You are viewing a plain text version of this content. The canonical link for it is here.
Posted to common-dev@hadoop.apache.org by Milind Bhandarkar <mi...@yahoo-inc.com> on 2006/09/21 00:07:13 UTC

Proposal for replicating namenode state and transaction logs

Please comment on following proposal.

Proposal for Replication of DFS Namespace Images and Transaction Logs

Currently, when the namenode starts, it reads the namespace image  
from dfs.name.dir and from that, initializes the namespace data  
structures. If the transaction log exists, it merges the transaction  
logs with the in-memory namespace, and writes out the merged  
namespace image. It then reinitializes the transaction log file.
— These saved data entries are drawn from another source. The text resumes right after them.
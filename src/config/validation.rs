//! Configuration validation.
//!
//! # Responsibilities
//! - Semantic validation (serde handles syntactic)
//! - Compile every route so bad patterns and placeholders surface at load time
//! - Check referential integrity (redirect targets name existing routes)
//! - Validate listener and metrics addresses
//!
//! # Design Decisions
//! - Returns all validation errors, not just first
//! - Validation is pure function: AppConfig → Result<(), Vec<ValidationError>>
//! - Runs before config is accepted into the system

use std::collections::HashSet;
use std::net::SocketAddr;

use thiserror::Error;

use crate::config::schema::AppConfig;
use crate::routing::RoutingError;

/// A single semantic problem in the configuration.
#[derive(Debug, Error)]
pub enum ValidationError {
    #[error("routes[{0}]: route id must not be empty")]
    EmptyRouteId(usize),

    #[error("routes[{index}]: {source}")]
    Route {
        index: usize,
        #[source]
        source: RoutingError,
    },

    #[error("route '{route}' redirects to unknown route '{target}'")]
    UnknownRedirectTarget { route: String, target: String },

    #[error("{field}: '{value}' is not a socket address")]
    InvalidAddress { field: &'static str, value: String },

    #[error("router.locales must not contain empty entries")]
    EmptyLocale,
}

/// Check a parsed configuration, collecting every problem found.
pub fn validate_config(config: &AppConfig) -> Result<(), Vec<ValidationError>> {
    let mut errors = Vec::new();

    if config.listener.bind_address.parse::<SocketAddr>().is_err() {
        errors.push(ValidationError::InvalidAddress {
            field: "listener.bind_address",
            value: config.listener.bind_address.clone(),
        });
    }

    if config.observability.metrics_enabled
        && config.observability.metrics_address.parse::<SocketAddr>().is_err()
    {
        errors.push(ValidationError::InvalidAddress {
            field: "observability.metrics_address",
            value: config.observability.metrics_address.clone(),
        });
    }

    if config.router.locales.iter().any(|l| l.trim().is_empty()) {
        errors.push(ValidationError::EmptyLocale);
    }

    let mut seen = HashSet::new();
    for (index, route) in config.routes.iter().enumerate() {
        if route.id.is_empty() {
            errors.push(ValidationError::EmptyRouteId(index));
            continue;
        }
        if !seen.insert(route.id.as_str()) {
            errors.push(ValidationError::Route {
                index,
                source: RoutingError::DuplicateRouteId(route.id.clone()),
            });
        }
        if let Err(source) = route.build_route() {
            errors.push(ValidationError::Route { index, source });
        }
    }

    for route in &config.routes {
        if let Some(target) = &route.redirect {
            if !seen.contains(target.as_str()) {
                errors.push(ValidationError::UnknownRedirectTarget {
                    route: route.id.clone(),
                    target: target.clone(),
                });
            }
        }
    }

    if errors.is_empty() {
        Ok(())
    } else {
        Err(errors)
    }
}

#[cfg(test)]
mod tests {
    use super::*;

    fn parse(toml_str: &str) -> AppConfig {
        toml::from_str(toml_str).unwrap()
    }

    #[test]
    fn test_valid_config() {
        let config = parse(
            r#"
            [[routes]]
            id = "default"

            [[routes]]
            id = "user"
            path = "user/{id}"
            "#,
        );
        assert!(validate_config(&config).is_ok());
    }

    #[test]
    fn test_collects_all_errors() {
        let config = parse(
            r#"
            [listener]
            bind_address = "not-an-address"

            [[routes]]
            id = ""

            [[routes]]
            id = "user"
            methods = ["FETCH"]

            [[routes]]
            id = "user"

            [[routes]]
            id = "admin"
            auth = "admin"
            redirect = "login"
            "#,
        );
        let errors = validate_config(&config).unwrap_err();
        assert_eq!(errors.len(), 5);
        assert!(matches!(errors[0], ValidationError::InvalidAddress { field: "listener.bind_address", .. }));
        assert!(matches!(errors[1], ValidationError::EmptyRouteId(1)));
        assert!(matches!(
            errors[2],
            ValidationError::Route { index: 2, source: RoutingError::InvalidAllowedMethod { .. } }
        ));
        assert!(matches!(
            errors[3],
            ValidationError::Route { index: 3, source: RoutingError::DuplicateRouteId(_) }
        ));
        assert!(matches!(errors[4], ValidationError::UnknownRedirectTarget { .. }));
    }

    #[test]
    fn test_invalid_match_expression() {
        let config = parse(
            r#"
            [[routes]]
            id = "broken"
            match = "user/(["
            "#,
        );
        let errors = validate_config(&config).unwrap_err();
        assert!(matches!(
            errors[0],
            ValidationError::Route { source: RoutingError::InvalidMatchExpression { .. }, .. }
        ));
    }

    #[test]
    fn test_metrics_address_checked_only_when_enabled() {
        let mut config = parse(
            r#"
            [observability]
            metrics_address = "nowhere"
            "#,
        );
        assert!(validate_config(&config).is_ok());

        config.observability.metrics_enabled = true;
        assert!(validate_config(&config).is_err());
    }
}
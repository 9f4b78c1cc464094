//! Observability subsystem.
//!
//! # Data Flow
//! ```text
//! Router and dispatch layer produce:
//!     → logging.rs (structured log events)
//!     → metrics.rs (counters, histograms)
//!
//! Consumers:
//!     → Log aggregation (stdout)
//!     → Metrics endpoint (Prometheus scrape)
//! ```
//!
//! # Design Decisions
//! - Structured logging (JSON) for machine parsing
//! - Metrics are cheap (atomic increments)

pub mod logging;
pub mod metrics;
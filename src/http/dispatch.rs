//! Controller registry and dispatch table.
//!
//! # Responsibilities
//! - Register controllers under the names routes refer to
//! - Resolve every route's controller reference once per router build
//! - Hand the resolved request to the route's controller
//! - Provide the `echo` controller used by the server binary and tests
//!
//! # Design Decisions
//! - Unknown controller references fail the build, not the request
//! - A router and its dispatch table are swapped together on reload

use std::collections::{BTreeMap, HashMap};
use std::future::Future;
use std::sync::Arc;

use axum::body::Body;
use axum::http::Request;
use axum::response::{IntoResponse, Response};
use axum::Json;
use futures_util::future::BoxFuture;
use thiserror::Error;

use crate::routing::{Resolution, Router};

/// Application code reached through a route.
pub trait Controller: Send + Sync {
    /// Handle a request whose route has been approved.
    ///
    /// The route's method name is available as
    /// `resolution.route().method_name()`.
    fn handle(&self, resolution: Resolution, request: Request<Body>) -> BoxFuture<'static, Response>;
}

impl<F, Fut> Controller for F
where
    F: Fn(Resolution, Request<Body>) -> Fut + Send + Sync,
    Fut: Future<Output = Response> + Send + 'static,
{
    fn handle(&self, resolution: Resolution, request: Request<Body>) -> BoxFuture<'static, Response> {
        Box::pin(self(resolution, request))
    }
}

/// Answers with the resolved route, its locale and parameters as JSON.
pub async fn echo(resolution: Resolution, request: Request<Body>) -> Response {
    let parameters: BTreeMap<&str, &str> = resolution.parameters().iter().collect();
    Json(serde_json::json!({
        "route": resolution.route().id(),
        "method": resolution.route().method_name(),
        "path": request.uri().path(),
        "locale": resolution.locale(),
        "parameters": parameters,
    }))
    .into_response()
}

/// Errors raised while binding routes to controllers.
#[derive(Debug, Error)]
pub enum DispatchError {
    #[error("route '{route}' refers to unregistered controller '{controller}'")]
    UnknownController { route: String, controller: String },
}

/// Controllers by name.
#[derive(Clone, Default)]
pub struct HandlerRegistry {
    controllers: HashMap<String, Arc<dyn Controller>>,
}

impl HandlerRegistry {
    pub fn new() -> Self {
        Self::default()
    }

    /// Register `controller` under `name`, replacing any previous entry.
    pub fn register<C>(&mut self, name: impl Into<String>, controller: C) -> &mut Self
    where
        C: Controller + 'static,
    {
        self.controllers.insert(name.into(), Arc::new(controller));
        self
    }

    pub fn contains(&self, name: &str) -> bool {
        self.controllers.contains_key(name)
    }

    /// Bind each route of `router` to its controller.
    ///
    /// Routes without a controller reference stay unbound.
    pub fn resolve(
        &self,
        router: Arc<Router>,
        script_name: impl Into<String>,
    ) -> Result<DispatchTable, DispatchError> {
        let mut bound = HashMap::new();
        for route in router.routes() {
            let Some(name) = route.controller() else {
                continue;
            };
            let controller = self.controllers.get(name).ok_or_else(|| {
                DispatchError::UnknownController {
                    route: route.id().to_string(),
                    controller: name.to_string(),
                }
            })?;
            bound.insert(route.id().to_string(), Arc::clone(controller));
        }

        tracing::debug!(routes = router.len(), bound = bound.len(), "Dispatch table built");
        Ok(DispatchTable {
            router,
            controllers: bound,
            script_name: script_name.into(),
        })
    }
}

/// A router with its routes bound to controllers.
pub struct DispatchTable {
    router: Arc<Router>,
    controllers: HashMap<String, Arc<dyn Controller>>,
    script_name: String,
}

impl DispatchTable {
    pub fn router(&self) -> &Arc<Router> {
        &self.router
    }

    /// Entry script reported for every request.
    pub fn script_name(&self) -> &str {
        &self.script_name
    }

    pub fn controller(&self, route_id: &str) -> Option<&Arc<dyn Controller>> {
        self.controllers.get(route_id)
    }
}

#[cfg(test)]
mod tests {
    use super::*;
    use crate::routing::{Route, RouterOptions, SimpleRequest};

    fn router() -> Arc<Router> {
        let mut router = Router::new(RouterOptions::default());
        router
            .add_route(Route::builder("home").path("home").controller("pages", Some("home".into())).build().unwrap())
            .unwrap();
        router
            .add_route(Route::builder("static").path("static").build().unwrap())
            .unwrap();
        Arc::new(router)
    }

    async fn ok(_: Resolution, _: Request<Body>) -> Response {
        "ok".into_response()
    }

    #[test]
    fn test_resolve_binds_controllers() {
        let mut registry = HandlerRegistry::new();
        registry.register("pages", ok);
        assert!(registry.contains("pages"));

        let table = registry.resolve(router(), "/index.php").unwrap();
        assert!(table.controller("home").is_some());
        assert!(table.controller("static").is_none());
        assert_eq!(table.script_name(), "/index.php");
    }

    #[tokio::test]
    async fn test_echo_reports_resolution() {
        let mut router = Router::new(RouterOptions::default());
        router
            .add_route(Route::builder("product").path("product/{id}").build().unwrap())
            .unwrap();
        let resolution = router
            .get_route_from_path_info(&SimpleRequest::get("/product/7"), None)
            .unwrap();

        let response = echo(resolution, Request::new(Body::empty())).await;
        let bytes = axum::body::to_bytes(response.into_body(), usize::MAX).await.unwrap();
        let body: serde_json::Value = serde_json::from_slice(&bytes).unwrap();
        assert_eq!(body["route"], "product");
        assert_eq!(body["parameters"]["id"], "7");
    }

    #[test]
    fn test_unknown_controller() {
        let registry = HandlerRegistry::new();
        let err = registry.resolve(router(), "/index.php").err().unwrap();
        assert!(matches!(
            err,
            DispatchError::UnknownController { ref route, ref controller }
                if route == "home" && controller == "pages"
        ));
    }
}
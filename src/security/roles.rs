//! Users, roles and the role hierarchy.

use std::collections::{HashMap, HashSet, VecDeque};

/// The user abstraction consulted by authenticators.
pub trait User: Send + Sync {
    /// Returns true once the user has logged in.
    fn is_authenticated(&self) -> bool;

    /// Roles granted directly to the user.
    fn roles(&self) -> &[String];
}

/// Context attached to requests by whatever layer authenticates the session.
#[derive(Clone, Debug, Default)]
pub struct SessionUser {
    pub name: String,
    pub roles: Vec<String>,
    pub authenticated: bool,
}

impl SessionUser {
    /// An authenticated user holding `roles`.
    pub fn authenticated<I, S>(name: impl Into<String>, roles: I) -> Self
    where
        I: IntoIterator<Item = S>,
        S: Into<String>,
    {
        Self {
            name: name.into(),
            roles: roles.into_iter().map(Into::into).collect(),
            authenticated: true,
        }
    }

    /// A visitor without a session.
    pub fn anonymous() -> Self {
        Self::default()
    }
}

impl User for SessionUser {
    fn is_authenticated(&self) -> bool {
        self.authenticated
    }

    fn roles(&self) -> &[String] {
        &self.roles
    }
}

/// Maps a role to the sub-roles it implies.
///
/// Expansion is transitive and tolerates cycles in the configuration.
#[derive(Clone, Debug, Default)]
pub struct RoleHierarchy {
    implied: HashMap<String, Vec<String>>,
}

impl RoleHierarchy {
    pub fn new() -> Self {
        Self::default()
    }

    /// Declare that `role` implies each of `sub_roles`.
    pub fn with_role<I, S>(mut self, role: impl Into<String>, sub_roles: I) -> Self
    where
        I: IntoIterator<Item = S>,
        S: Into<String>,
    {
        self.implied
            .entry(role.into())
            .or_default()
            .extend(sub_roles.into_iter().map(Into::into));
        self
    }

    pub fn is_empty(&self) -> bool {
        self.implied.is_empty()
    }

    /// `roles` plus every role they imply, directly or indirectly.
    pub fn expand<'a, I>(&self, roles: I) -> HashSet<String>
    where
        I: IntoIterator<Item = &'a String>,
    {
        let mut seen: HashSet<String> = HashSet::new();
        let mut queue: VecDeque<&str> = roles.into_iter().map(String::as_str).collect();

        while let Some(role) = queue.pop_front() {
            if !seen.insert(role.to_string()) {
                continue;
            }
            if let Some(subs) = self.implied.get(role) {
                queue.extend(subs.iter().map(String::as_str));
            }
        }
        seen
    }
}

impl From<HashMap<String, Vec<String>>> for RoleHierarchy {
    fn from(implied: HashMap<String, Vec<String>>) -> Self {
        Self { implied }
    }
}
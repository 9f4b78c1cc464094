//! Request-scoped routing state.
//!
//! # Responsibilities
//! - Hold the path that matching ran against (script/locale segments removed)
//! - Remember the locale prefix found in the request
//! - Cache extracted path parameters per route for the current request
//! - Track routes visited while resolving authentication redirects
//!
//! # Design Decisions
//! - One context per request; Router and Route never hold request data
//! - Plain owned data so a context can travel in request extensions

use std::collections::{HashMap, HashSet};

use axum::http::Method;

/// Values extracted for one route's placeholders, in declaration order.
///
/// An abandoned extraction (capture count did not line up with the declared
/// placeholders) holds no values at all.
#[derive(Debug, Clone, Default, PartialEq, Eq)]
pub struct PathParameters {
    values: Vec<(String, Option<String>)>,
}

impl PathParameters {
    pub(crate) fn new(values: Vec<(String, Option<String>)>) -> Self {
        Self { values }
    }

    /// The value for `name`, if one was extracted.
    pub fn get(&self, name: &str) -> Option<&str> {
        self.values
            .iter()
            .find(|(n, _)| n == name)
            .and_then(|(_, v)| v.as_deref())
    }

    /// Number of placeholders holding a value.
    pub fn present(&self) -> usize {
        self.values.iter().filter(|(_, v)| v.is_some()).count()
    }

    /// True when extraction was abandoned or the route has no placeholders.
    pub fn is_empty(&self) -> bool {
        self.values.is_empty()
    }

    /// Iterate `(name, value)` pairs that hold a value.
    pub fn iter(&self) -> impl Iterator<Item = (&str, &str)> {
        self.values
            .iter()
            .filter_map(|(n, v)| v.as_deref().map(|v| (n.as_str(), v)))
    }
}

/// Everything the router derives from a single request.
#[derive(Debug, Clone)]
pub struct RequestContext {
    method: Method,
    path_info: String,
    script_name: String,
    host: Option<String>,
    secure: bool,
    checked_path: String,
    locale: Option<String>,
    parameters: HashMap<String, PathParameters>,
    violations: HashSet<String>,
    interrupted_path: Option<String>,
}

impl RequestContext {
    pub(crate) fn new(
        method: Method,
        path_info: impl Into<String>,
        script_name: impl Into<String>,
    ) -> Self {
        Self {
            method,
            path_info: path_info.into(),
            script_name: script_name.into(),
            host: None,
            secure: false,
            checked_path: String::new(),
            locale: None,
            parameters: HashMap::new(),
            violations: HashSet::new(),
            interrupted_path: None,
        }
    }

    pub(crate) fn with_host(mut self, host: Option<String>, secure: bool) -> Self {
        self.host = host;
        self.secure = secure;
        self
    }

    pub fn method(&self) -> &Method {
        &self.method
    }

    /// The path info as received.
    pub fn path_info(&self) -> &str {
        &self.path_info
    }

    pub fn script_name(&self) -> &str {
        &self.script_name
    }

    pub fn host(&self) -> Option<&str> {
        self.host.as_deref()
    }

    pub fn is_secure(&self) -> bool {
        self.secure
    }

    /// The path routes were matched against, segments joined with `/`.
    pub fn checked_path(&self) -> &str {
        &self.checked_path
    }

    pub(crate) fn set_checked_path(&mut self, path: String) {
        self.checked_path = path;
    }

    /// Locale prefix stripped from the request path, in its configured spelling.
    pub fn locale(&self) -> Option<&str> {
        self.locale.as_deref()
    }

    pub(crate) fn set_locale(&mut self, locale: String) {
        self.locale = Some(locale);
    }

    /// The originally requested path when an authentication violation
    /// redirected the request elsewhere.
    pub fn interrupted_path(&self) -> Option<&str> {
        self.interrupted_path.as_deref()
    }

    pub(crate) fn cached_parameters(&self, route_id: &str) -> Option<&PathParameters> {
        self.parameters.get(route_id)
    }

    pub(crate) fn cache_parameters(&mut self, route_id: &str, params: PathParameters) -> &PathParameters {
        self.parameters.entry(route_id.to_string()).or_insert(params)
    }

    /// Returns true if `route_id` already violated authentication during this resolution.
    pub fn has_violated(&self, route_id: &str) -> bool {
        self.violations.contains(route_id)
    }

    /// Record a violating route and remember the first interrupted request path.
    pub fn record_violation(&mut self, route_id: &str) {
        self.violations.insert(route_id.to_string());
        if self.interrupted_path.is_none() {
            self.interrupted_path = Some(self.path_info.clone());
        }
    }

    /// Forget the violation cycle. The interrupted path is kept for the caller.
    pub fn clear_violations(&mut self) {
        self.violations.clear();
    }
}
//! Structured logging.
//!
//! # Responsibilities
//! - Initialize logging subsystem
//! - Configure log level from config, overridable by `RUST_LOG`
//!
//! # Design Decisions
//! - Uses tracing crate for structured logging
//! - JSON format for production, pretty format for development

use tracing_subscriber::{layer::SubscriberExt, util::SubscriberInitExt, EnvFilter};

use crate::config::{LogFormat, ObservabilityConfig};

/// Filter used when `RUST_LOG` is unset.
pub fn default_filter(level: &str) -> String {
    format!("route_dispatch={level},tower_http={level}")
}

/// Install the global subscriber. Calling it twice is a no-op.
pub fn init_logging(config: &ObservabilityConfig) {
    let filter = EnvFilter::try_from_default_env()
        .unwrap_or_else(|_| EnvFilter::new(default_filter(&config.log_level)));

    let registry = tracing_subscriber::registry().with(filter);
    let result = match config.log_format {
        LogFormat::Json => registry.with(tracing_subscriber::fmt::layer().json()).try_init(),
        LogFormat::Pretty => registry.with(tracing_subscriber::fmt::layer()).try_init(),
    };

    if let Err(e) = result {
        eprintln!("logging already initialised: {e}");
    }
}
As namespace modifications occur, these modifications are logged into  
the transaction log file. The transaction log file is never flushed,  
and is closed only if the namenode shuts down normally. In case of  
error or forced shutdown of namenode, the last few buffered (but not  
yet written to the disk) transactions may get lost. In addition if  
the namespace image file is corrupted or is accidentally deleted, or  
if the disk holding that image file crashes, there is no way to  
recover the state of DFS.

This proposal suggests a design for replication the DFS namespace  
image as well as transaction logs, so that even in case of a  
catastrophic failure, the DFS state can almost always be recovered.

We suggest a two-pronged approach. First, allow multiple copies of  
image and transaction log on different volumes of namenode. Secondly,  
have backup "read-only" namenodes, that would allow continuous  
functioning of DFS even in case of namenode failure.

We propose that dfs.name.dir configuration parameter be allowed to  
have a comma-separated list of different locations within the  
namenode where DFS image and logs would be replicated. This allows  
for a disk failure to not hinder recoverability of DFS state. Each  
time the image file is updated, as well as each time a transaction is  
logged, it is written to all the locations specified in dfs.name.dir.  
The list of locations in dfs.name.dir could include all local disks  
of the namenode as well as NFS-mounted drives, thus providing a  
remote backup of DFS state. If the NFS-mounted drive is RAIDed, this  
itself provides the reliability required.

Currently, the transaction log file is always kept open in write- 
mode. Thus in case of the namenode failure, or forcibly shuttting  
down namenode can cause the last few transactions that have been  
buffered in memory to get lost. The number of transactions lost will  
depend on the buffer-size. We propose that the DFS administrator  
control this parameter. Configuration will include a parameter  
"dfs.namenode.edits.buffer" to specify number of transactions upon  
which the transaction log will be closed (thus flushing all the  
buffered transactions to disk), and reopened in append-mode.

In order to determine which image and log files are the snapshot of  
the latest state, these files should indicate a positive 4-byte  
"generation number". This can be achieved without even having to  
modify the image and transaction log file format. The filename can  
contain the generation number. Each time the namenode restarts, the  
generation number of both the image file as well as transaction log  
is incremented to reflect this. Upon startup, the namenode scans all  
the locations in dfs.name.dir to determine which location contains  
the latest image and corresponding logs according to the generation  
number, and loads the latest image and log (from possibly different  
locations). If in case the sizes of the transaction logs with the  
same name do not match, one with the larger size is chosen.

Second proposal (which can be in addition to the first multiple- 
volumes proposal) suggests having multiple backup namenodes. These  
backup name nodes are started on different machines with an  
additional command-line parameter "-backup" to the namenode.

The backup namenode functions in approximately the same way as the  
namenode in safe mode (i.e. read-only), except that upon startup, it  
connects to the main namenode specified in "fs.default.name",  
supplies the current generation of its image and transaction log and  
asks for the latest FSimage and transaction log, stores them on the  
disk locations in "dfs.name.dir", and accordingly also modifies its  
internal namesystem data structures. The backup name nodes do not  
listen to blockreports or heartbeats from datanodes. Their sole task  
is to keep a backup of DFS state. When the main namenode fails, any  
of these backup namenodes can be restarted by DFS administrator in  
normal mode, and DFS can continue functioning.

Later, the backup namenode can also be allowed to entertain read-only  
requests from DFS clients, thus making DFS more performant and scalable.